Monitoring the Performance of HDFS Replications

You can monitor the progress of an HDFS replication schedule using performance data that you download as a CSV file from the Cloudera Manager Admin console. This file contains information about the files being replicated, the average throughput, and other details that can help diagnose performance issues during HDFS replications. You can view this performance data for running HDFS replication schedules and for completed schedules.

To view the performance data for a running HDFS replication schedule:
  1. Go to Backup > Replication Schedules.
  2. Locate the row for the schedule.
  3. Click the Performance Report link to download the CSV file.
  4. To view the data, import the file into a spreadsheet program such as Microsoft Excel.

To view the performance data for a completed HDFS replication schedule:
  1. Go to Backup > Replication Schedules.
  2. In the row for the schedule, click Actions > Show History.

    The Replication History page for the replication schedule displays.

  3. Click to expand the display.
  4. Click the Download Performance CSV link to download the CSV file.
  5. To view the data, import the file into a spreadsheet program such as Microsoft Excel.

The performance data is collected every few minutes. Therefore, no data is available during the initial execution of a replication job because not enough samples are available to estimate throughput and other reported data.

The information provided by the CSV link is a summary that contains the last report of a given MapReduce job. The data returned by the CSV files downloaded from the Cloudera Manager Admin console has the following structure:
Performance Data Columns Description
Timestamp Time when the performance data was collected
Host Name of the host where the MapReduce job was running.
SrcFile Name of the source file being copied by the MapReduce job.
TgtFile Name of the file to which the source file was being copied on the target.
BytesCopied Number of bytes copied so far.
Time Total time elapsed for this copy operation.
CurrThroughput Current throughput in bytes per second.
AvgThroughput Average throughput in bytes per second since the start of this file transfer.
TotalSleepTime Number of seconds the transfer was stalled due to throughput throttling. This is expected to be zero unless the throughput was throttled using the Maximum Bandwidth parameter for the replication schedule. (You configure his parameter on the Advanced tab when creating or editing a replication schedule.)

A sample CSV file, as presented in Excel, is shown here:

Note the following limitations and known issues:
  • If you click the CSV download too soon after the replication job starts, Cloudera Manager returns an empty file or a CSV file that has columns headers only and a message to try later when performance data has actually been collected.

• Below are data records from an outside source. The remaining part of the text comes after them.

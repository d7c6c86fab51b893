//! cloud-init user data
//!
//! The only trust bootstrap the image gets: install our public key for root,
//! turn off password logins and restart sshd.

/// Render the `#cloud-config` document for a job VM. Without a public key
/// the VM still boots locked down, and the job fails at the SSH stage.
pub fn user_data(public_key: Option<&str>) -> String {
    let keys = match public_key.map(|k| k.trim().replace('"', "")) {
        Some(key) if !key.is_empty() => format!(
            "users:\n  - name: root\n    ssh_authorized_keys:\n      - \"{}\"\n",
            key
        ),
        _ => String::new(),
    };
    format!(
        r#"#cloud-config
ssh_pwauth: false
disable_root: false
{keys}runcmd:
  - sed -i -E 's/^#?PasswordAuthentication .*/PasswordAuthentication no/' /etc/ssh/sshd_config
  - sed -i -E 's/^#?PermitRootLogin .*/PermitRootLogin prohibit-password/' /etc/ssh/sshd_config
  - sed -i -E 's/^#?KbdInteractiveAuthentication .*/KbdInteractiveAuthentication no/' /etc/ssh/sshd_config
  - passwd -l root
  - systemctl restart ssh || systemctl restart sshd
"#
    )
}
//! Utility functions

use serde::{Deserialize, Serialize};

/// Version information for the service
#[derive(Debug, Clone, Serialize, Deserialize)]
pub struct VersionInfo {
    pub version: String,
    pub git_hash: String,
    pub build_time: String,
}

/// Get version information
pub fn version_info() -> VersionInfo {
    VersionInfo {
        version: env!("CARGO_PKG_VERSION").to_string(),
        git_hash: option_env!("GIT_HASH").unwrap_or("unknown").to_string(),
        build_time: option_env!("BUILD_TIME").unwrap_or("unknown").to_string(),
    }
}

/// Parse `--key=value` and `--flag` arguments; flags map to `"true"`
pub fn parse_cli_args<I: IntoIterator<Item = String>>(args: I) -> std::collections::HashMap<String, String> {
    let mut cli_args = std::collections::HashMap::new();
    for arg in args {
        if let Some((key, value)) = arg.split_once('=') {
            cli_args.insert(key.trim_start_matches('-').to_string(), value.to_string());
        } else if arg.starts_with("--") {
            cli_args.insert(arg.trim_start_matches('-').to_string(), "true".to_string());
        }
    }
    cli_args
}
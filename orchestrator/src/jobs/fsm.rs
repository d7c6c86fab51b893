//! Job state machine
//!
//! `queued -> running -> handoff -> {succeeded, failed}`, plus
//! `queued -> failed` and `running -> failed`. Terminal states accept nothing.

use chrono::{DateTime, Utc};

use crate::errors::OrchestratorError;
use crate::jobs::model::{JobStatus, RemoteJob};

/// Job event
#[derive(Debug, Clone, PartialEq, Eq)]
pub enum JobEvent {
    /// Driver picked the job up
    Start,

    /// Remote launch acknowledged
    HandOff,

    /// Any stage, a stop or the reconciler gave up on the job
    Fail { stage: String, details: String },

    /// VM disappeared after handoff
    Succeed,
}

impl JobEvent {
    pub fn fail(stage: impl Into<String>, details: impl Into<String>) -> Self {
        JobEvent::Fail {
            stage: stage.into(),
            details: details.into(),
        }
    }
}

/// Target state for `event` from `status`
pub fn next_status(status: JobStatus, event: &JobEvent) -> Result<JobStatus, OrchestratorError> {
    let next = match (status, event) {
        (JobStatus::Queued, JobEvent::Start) => JobStatus::Running,
        (JobStatus::Running, JobEvent::HandOff) => JobStatus::Handoff,
        (JobStatus::Handoff, JobEvent::Succeed) => JobStatus::Succeeded,
        (JobStatus::Queued | JobStatus::Running | JobStatus::Handoff, JobEvent::Fail { .. }) => {
            JobStatus::Failed
        }

        (state, event) => {
            return Err(OrchestratorError::InvalidState(format!(
                "invalid transition: {} -> {:?}",
                state, event
            )));
        }
    };
    Ok(next)
}

impl RemoteJob {
    /// Apply `event`, stamping each timestamp at most once and never earlier
    /// than the one before it
    pub fn apply(&mut self, event: JobEvent, now: DateTime<Utc>) -> Result<JobStatus, OrchestratorError> {
        let next = next_status(self.status, &event)?;
        debug_assert!(next.rank() > self.status.rank());

        match event {
            JobEvent::Start => {
                if self.started_at.is_none() {
                    self.started_at = Some(now.max(self.created_at));
                }
            }
            JobEvent::Fail { stage, details } => {
                self.failure_stage = Some(stage);
                self.failure_details = Some(details);
            }
            JobEvent::HandOff | JobEvent::Succeed => {}
        }

        if next.is_terminal() && self.finished_at.is_none() {
            let floor = self.started_at.unwrap_or(self.created_at);
            self.finished_at = Some(now.max(floor));
        }

        self.status = next;
        Ok(next)
    }
}
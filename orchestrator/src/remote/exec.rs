//! Synchronous remote commands

use futures::{Stream, StreamExt};

use crate::errors::OrchestratorError;

/// Diagnostic tails kept from a failed command
pub const OUTPUT_TAIL_CHARS: usize = 4000;

/// A piece of output from a remote command channel
#[derive(Debug, Clone, PartialEq, Eq)]
pub enum OutputChunk {
    Stdout(Vec<u8>),
    Stderr(Vec<u8>),
    Exit(u32),
}

#[derive(Debug, Clone, Default, PartialEq, Eq)]
pub struct CommandOutput {
    pub stdout: String,
    pub stderr: String,
    /// `None` when the channel closed without reporting a status
    pub exit_code: Option<u32>,
}

impl CommandOutput {
    pub fn success(&self) -> bool {
        self.exit_code == Some(0)
    }
}

/// Single-quote `value` for a POSIX shell
pub fn sh_quote(value: &str) -> String {
    format!("'{}'", value.replace('\'', r"'\''"))
}

/// Run `script` under `bash` with errexit, nounset and pipefail
pub fn strict_command(script: &str) -> String {
    format!("bash -c {}", sh_quote(&format!("set -euo pipefail\n{}", script)))
}

/// Last `max_chars` characters of `text`
pub fn truncate_tail(text: &str, max_chars: usize) -> String {
    let count = text.chars().count();
    if count <= max_chars {
        return text.to_string();
    }
    text.chars().skip(count - max_chars).collect()
}

/// Drain a command channel to completion
pub async fn collect_output<S>(mut chunks: S) -> CommandOutput
where
    S: Stream<Item = OutputChunk> + Unpin,
{
    let mut stdout = Vec::new();
    let mut stderr = Vec::new();
    let mut exit_code = None;

    while let Some(chunk) = chunks.next().await {
        match chunk {
            OutputChunk::Stdout(data) => stdout.extend_from_slice(&data),
            OutputChunk::Stderr(data) => stderr.extend_from_slice(&data),
            OutputChunk::Exit(code) => exit_code = Some(code),
        }
    }

    CommandOutput {
        stdout: String::from_utf8_lossy(&stdout).into_owned(),
        stderr: String::from_utf8_lossy(&stderr).into_owned(),
        exit_code,
    }
}

/// Turn a non-zero exit into `RemoteCommand` with truncated output
pub fn check_output(label: &str, output: CommandOutput) -> Result<CommandOutput, OrchestratorError> {
    if output.success() {
        return Ok(output);
    }
    let status = output
        .exit_code
        .map(|code| format!("exit status {}", code))
        .unwrap_or_else(|| "no exit status".to_string());
    Err(OrchestratorError::RemoteCommand {
        message: format!("{} failed with {}", label, status),
        stdout: truncate_tail(&output.stdout, OUTPUT_TAIL_CHARS),
        stderr: truncate_tail(&output.stderr, OUTPUT_TAIL_CHARS),
    })
}
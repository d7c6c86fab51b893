//! Fakes for the orchestrator's trait seams

use std::collections::VecDeque;
use std::path::Path;
use std::io::Cursor;
use std::sync::atomic::{AtomicBool, AtomicUsize, Ordering};
use std::sync::{Arc, Mutex};
use std::time::Duration;

use async_trait::async_trait;
use secrecy::SecretString;
use tempfile::TempDir;

use optimizerd::cloud::models::{
    CreateServerRequest, DeleteOutcome, ServerId, ServerInfo, ServerLookup, ServerStatus,
};
use optimizerd::cloud::CloudProvider;
use optimizerd::errors::OrchestratorError;
use optimizerd::filesys::file::File;
use optimizerd::jobs::context::JobContext;
use optimizerd::jobs::dependencies::{DependencyProbe, NoDependencies};
use optimizerd::jobs::persist::DebouncedPersister;
use optimizerd::jobs::store::{Flush, JobStore};
use optimizerd::keys::provider;
use optimizerd::notify::{DeliveryOutcome, EmailMessage, Mailer};
use optimizerd::remote::exec::CommandOutput;
use optimizerd::jobs::model::JobStatus;
use optimizerd::remote::tail::read_tail_from;
use optimizerd::remote::{RemoteConnector, RemoteSession, SshTarget};
use optimizerd::storage::kv::{MemoryKvStore, CLOUD_API_TOKEN, NOTIFICATION_EMAIL};
use optimizerd::storage::settings::Settings;

pub fn booting(id: ServerId) -> ServerLookup {
    ServerLookup::Found(ServerInfo {
        id,
        status: ServerStatus::Initializing,
        public_ipv4: None,
    })
}

pub fn running(id: ServerId, ip: &str) -> ServerLookup {
    ServerLookup::Found(ServerInfo {
        id,
        status: ServerStatus::Running,
        public_ipv4: Some(ip.to_string()),
    })
}

// ================================= CLOUD ===================================== //

/// Scripted control plane. Lookups come from the queue first, then the
/// fallback; no fallback means the API is down.
pub struct FakeCloud {
    next_id: ServerId,
    lookups: Mutex<VecDeque<ServerLookup>>,
    fallback: Mutex<Option<ServerLookup>>,
    pub created: Mutex<Vec<CreateServerRequest>>,
    pub deleted: Mutex<Vec<ServerId>>,
    pub get_calls: AtomicUsize,
    /// Deletes answer 500 while set
    refuse_deletes: AtomicBool,
    pub delete_attempts: AtomicUsize,
}

impl FakeCloud {
    pub fn new(next_id: ServerId) -> Self {
        Self {
            next_id,
            lookups: Mutex::new(VecDeque::new()),
            fallback: Mutex::new(None),
            created: Mutex::new(Vec::new()),
            deleted: Mutex::new(Vec::new()),
            get_calls: AtomicUsize::new(0),
            refuse_deletes: AtomicBool::new(false),
            delete_attempts: AtomicUsize::new(0),
        }
    }

    pub fn refusing_deletes(self) -> Self {
        self.refuse_deletes.store(true, Ordering::SeqCst);
        self
    }

    pub fn allow_deletes(&self) {
        self.refuse_deletes.store(false, Ordering::SeqCst);
    }

    pub fn delete_attempts(&self) -> usize {
        self.delete_attempts.load(Ordering::SeqCst)
    }

    pub fn script(self, lookups: Vec<ServerLookup>) -> Self {
        *self.lookups.lock().unwrap() = lookups.into();
        self
    }

    pub fn fallback(self, lookup: Option<ServerLookup>) -> Self {
        *self.fallback.lock().unwrap() = lookup;
        self
    }

    pub fn deleted(&self) -> Vec<ServerId> {
        self.deleted.lock().unwrap().clone()
    }

    pub fn created_count(&self) -> usize {
        self.created.lock().unwrap().len()
    }
}

#[async_trait]
impl CloudProvider for FakeCloud {
    async fn create_server(
        &self,
        request: &CreateServerRequest,
    ) -> Result<ServerInfo, OrchestratorError> {
        self.created.lock().unwrap().push(request.clone());
        Ok(ServerInfo {
            id: self.next_id,
            status: ServerStatus::Initializing,
            public_ipv4: None,
        })
    }

    async fn get_server(&self, _id: ServerId) -> Result<ServerLookup, OrchestratorError> {
        self.get_calls.fetch_add(1, Ordering::SeqCst);
        if let Some(lookup) = self.lookups.lock().unwrap().pop_front() {
            return Ok(lookup);
        }
        match self.fallback.lock().unwrap().clone() {
            Some(lookup) => Ok(lookup),
            None => Err(OrchestratorError::Provisioning {
                status: 503,
                body: "service unavailable".to_string(),
            }),
        }
    }

    async fn delete_server(&self, id: ServerId) -> Result<DeleteOutcome, OrchestratorError> {
        self.delete_attempts.fetch_add(1, Ordering::SeqCst);
        if self.refuse_deletes.load(Ordering::SeqCst) {
            return Err(OrchestratorError::Provisioning {
                status: 500,
                body: "internal server error".to_string(),
            });
        }
        let mut deleted = self.deleted.lock().unwrap();
        let outcome = if deleted.contains(&id) {
            DeleteOutcome::Missing
        } else {
            DeleteOutcome::Deleted
        };
        deleted.push(id);
        Ok(outcome)
    }
}

// ================================= REMOTE ===================================== //

/// Everything the sessions were asked to do
#[derive(Debug, Default)]
pub struct SessionLog {
    pub commands: Vec<(String, String)>,
    pub uploads: Vec<(String, u64)>,
    pub launches: Vec<String>,
    pub closed: usize,
}

impl SessionLog {
    pub fn labels(&self) -> Vec<String> {
        self.commands.iter().map(|(label, _)| label.clone()).collect()
    }

    pub fn uploaded(&self, remote_path: &str) -> bool {
        self.uploads.iter().any(|(path, _)| path == remote_path)
    }
}

pub struct FakeConnector {
    failures_left: AtomicUsize,
    pub attempts: AtomicUsize,
    pub log: Arc<Mutex<SessionLog>>,
    /// Synchronous command label that exits non-zero
    pub fail_label: Option<String>,
    /// Never acknowledge detached launches
    pub withhold_ack: bool,
    pub remote_log: Vec<u8>,
}

impl FakeConnector {
    /// Ready after `failures` refused attempts
    pub fn ready_after(failures: usize) -> Self {
        Self {
            failures_left: AtomicUsize::new(failures),
            attempts: AtomicUsize::new(0),
            log: Arc::new(Mutex::new(SessionLog::default())),
            fail_label: None,
            withhold_ack: false,
            remote_log: Vec::new(),
        }
    }

    pub fn failing_at(mut self, label: &str) -> Self {
        self.fail_label = Some(label.to_string());
        self
    }

    pub fn with_remote_log(mut self, contents: &str) -> Self {
        self.remote_log = contents.as_bytes().to_vec();
        self
    }

    pub fn attempts(&self) -> usize {
        self.attempts.load(Ordering::SeqCst)
    }
}

#[async_trait]
impl RemoteConnector for FakeConnector {
    async fn connect(
        &self,
        target: &SshTarget,
        _private_key: &SecretString,
    ) -> Result<Box<dyn RemoteSession>, OrchestratorError> {
        self.attempts.fetch_add(1, Ordering::SeqCst);
        let refused = self
            .failures_left
            .fetch_update(Ordering::SeqCst, Ordering::SeqCst, |left| left.checked_sub(1))
            .is_ok();
        if refused {
            return Err(OrchestratorError::Connectivity(format!(
                "connection to {} refused",
                target
            )));
        }
        Ok(Box::new(FakeSession {
            log: self.log.clone(),
            fail_label: self.fail_label.clone(),
            withhold_ack: self.withhold_ack,
            remote_log: self.remote_log.clone(),
        }))
    }
}

struct FakeSession {
    log: Arc<Mutex<SessionLog>>,
    fail_label: Option<String>,
    withhold_ack: bool,
    remote_log: Vec<u8>,
}

#[async_trait]
impl RemoteSession for FakeSession {
    async fn exec(&self, label: &str, script: &str) -> Result<CommandOutput, OrchestratorError> {
        self.log
            .lock()
            .unwrap()
            .commands
            .push((label.to_string(), script.to_string()));
        if self.fail_label.as_deref() == Some(label) {
            return Err(OrchestratorError::RemoteCommand {
                message: format!("{} failed with exit status 2", label),
                stdout: String::new(),
                stderr: "tar: unexpected end of file".to_string(),
            });
        }
        Ok(CommandOutput {
            exit_code: Some(0),
            ..Default::default()
        })
    }

    async fn exec_detached(
        &self,
        _label: &str,
        launch: &str,
        ack_timeout: Duration,
    ) -> Result<(), OrchestratorError> {
        self.log.lock().unwrap().launches.push(launch.to_string());
        if self.withhold_ack {
            return Err(OrchestratorError::AckTimeout {
                timeout_secs: ack_timeout.as_secs(),
                stdout: String::new(),
                stderr: String::new(),
            });
        }
        Ok(())
    }

    async fn upload_file(&self, local: &Path, remote_path: &str) -> Result<u64, OrchestratorError> {
        let size = std::fs::metadata(local)
            .map_err(|e| OrchestratorError::LocalIo(format!("{}: {}", local.display(), e)))?
            .len();
        self.log
            .lock()
            .unwrap()
            .uploads
            .push((remote_path.to_string(), size));
        Ok(size)
    }

    async fn upload_bytes(&self, contents: &[u8], remote_path: &str) -> Result<(), OrchestratorError> {
        self.log
            .lock()
            .unwrap()
            .uploads
            .push((remote_path.to_string(), contents.len() as u64));
        Ok(())
    }

    async fn read_tail(
        &self,
        _remote_path: &str,
        max_bytes: u64,
    ) -> Result<(Vec<u8>, bool), OrchestratorError> {
        let mut file = Cursor::new(self.remote_log.clone());
        let size = self.remote_log.len() as u64;
        Ok(read_tail_from(&mut file, size, max_bytes).await?)
    }

    async fn close(&self) {
        self.log.lock().unwrap().closed += 1;
    }
}

// ================================= MAIL ===================================== //

#[derive(Default)]
pub struct RecordingMailer {
    pub sent: Mutex<Vec<EmailMessage>>,
}

impl RecordingMailer {
    pub fn sent(&self) -> Vec<EmailMessage> {
        self.sent.lock().unwrap().clone()
    }
}

#[async_trait]
impl Mailer for RecordingMailer {
    async fn send(&self, message: &EmailMessage) -> Result<DeliveryOutcome, OrchestratorError> {
        self.sent.lock().unwrap().push(message.clone());
        Ok(DeliveryOutcome::Sent)
    }
}

// ================================= HARNESS ===================================== //

pub struct Harness {
    pub dir: TempDir,
    pub ctx: Arc<JobContext>,
    pub store: Arc<JobStore>,
    pub cloud: Arc<FakeCloud>,
    pub connector: Arc<FakeConnector>,
    pub mailer: Arc<RecordingMailer>,
}

pub fn test_settings(dir: &Path) -> Settings {
    let mut settings = Settings::default();
    settings.engine.source_dir = dir.join("engine");
    settings.engine.data_file = dir.join("market.snapshot");
    settings.timeouts.ip_wait_secs = 5;
    settings.timeouts.ip_poll_secs = 0;
    settings.timeouts.ssh_wait_secs = 5;
    settings.timeouts.ssh_poll_secs = 0;
    settings.timeouts.dependency_wait_secs = 5;
    settings.timeouts.dependency_poll_secs = 0;
    settings.persist_debounce_ms = 10;
    settings
}

impl Harness {
    pub async fn new(cloud: FakeCloud, connector: FakeConnector) -> Self {
        Self::with_probe(cloud, connector, Arc::new(NoDependencies)).await
    }

    pub async fn with_probe(
        cloud: FakeCloud,
        connector: FakeConnector,
        dependencies: Arc<dyn DependencyProbe>,
    ) -> Self {
        let dir = tempfile::tempdir().unwrap();
        let settings = test_settings(dir.path());

        std::fs::create_dir_all(dir.path().join("engine/src")).unwrap();
        std::fs::write(dir.path().join("engine/run-optimization.sh"), "#!/bin/sh\n").unwrap();
        std::fs::write(dir.path().join("engine/src/strategy.py"), "print('hi')\n").unwrap();
        std::fs::write(dir.path().join("market.snapshot"), vec![7u8; 4096]).unwrap();
        std::fs::create_dir_all(dir.path().join("tmp")).unwrap();

        let store = Arc::new(
            JobStore::load(File::new(dir.path().join("jobs.json")))
                .await
                .unwrap(),
        );
        let flush: Arc<dyn Flush> = store.clone();
        let persister = Arc::new(DebouncedPersister::new(flush, settings.persist_debounce()));

        let kv = Arc::new(
            MemoryKvStore::new()
                .with(CLOUD_API_TOKEN, "test-token")
                .with(NOTIFICATION_EMAIL, "desk@example.com"),
        );
        provider::ensure_key_pair(kv.as_ref()).await.unwrap();
        let cloud = Arc::new(cloud);
        let connector = Arc::new(connector);
        let mailer = Arc::new(RecordingMailer::default());

        let ctx = Arc::new(JobContext {
            settings: Arc::new(settings),
            store: store.clone(),
            persister,
            cloud: cloud.clone(),
            connector: connector.clone(),
            kv,
            mailer: mailer.clone(),
            dependencies,
            temp_dir: dir.path().join("tmp"),
        });

        Self {
            dir,
            ctx,
            store,
            cloud,
            connector,
            mailer,
        }
    }

    pub fn jobs_file(&self) -> File {
        File::new(self.dir.path().join("jobs.json"))
    }

    /// Route every job write through `flush` instead of the store
    pub fn with_flush(mut self, flush: Arc<dyn Flush>) -> Self {
        let ctx = &self.ctx;
        let persister = Arc::new(DebouncedPersister::new(flush, ctx.settings.persist_debounce()));
        let ctx = Arc::new(JobContext {
            settings: ctx.settings.clone(),
            store: ctx.store.clone(),
            persister,
            cloud: ctx.cloud.clone(),
            connector: ctx.connector.clone(),
            kv: ctx.kv.clone(),
            mailer: ctx.mailer.clone(),
            dependencies: ctx.dependencies.clone(),
            temp_dir: ctx.temp_dir.clone(),
        });
        self.ctx = ctx;
        self
    }
}

// ================================= STORAGE ===================================== //

/// Fails the first write made once any job has reached hand-off
pub struct FailingHandoffWrite {
    store: Arc<JobStore>,
    failed: AtomicBool,
}

impl FailingHandoffWrite {
    pub fn new(store: Arc<JobStore>) -> Self {
        Self {
            store,
            failed: AtomicBool::new(false),
        }
    }

    pub fn has_failed(&self) -> bool {
        self.failed.load(Ordering::SeqCst)
    }
}

#[async_trait]
impl Flush for FailingHandoffWrite {
    async fn flush(&self) -> Result<(), OrchestratorError> {
        let handed_off = self
            .store
            .list()
            .iter()
            .any(|job| job.status == JobStatus::Handoff);
        if handed_off && !self.failed.swap(true, Ordering::SeqCst) {
            return Err(OrchestratorError::Storage("disk full".to_string()));
        }
        self.store.flush().await
    }
}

  • If you employ a proxy user with the form user@domain, performance data is not via available through the links.
  • If the replication job only replicates small files that can be transferred in less than a few minutes, no performance statistics are collected.
  • For replication schedules that specify the Dynamic Replication Strategy, statistics regarding the last file transferred by a MapReduce job hide previous transfers performed by that MapReduce job.
  • Only the last trace per MapReduce job is reported in the CSV file.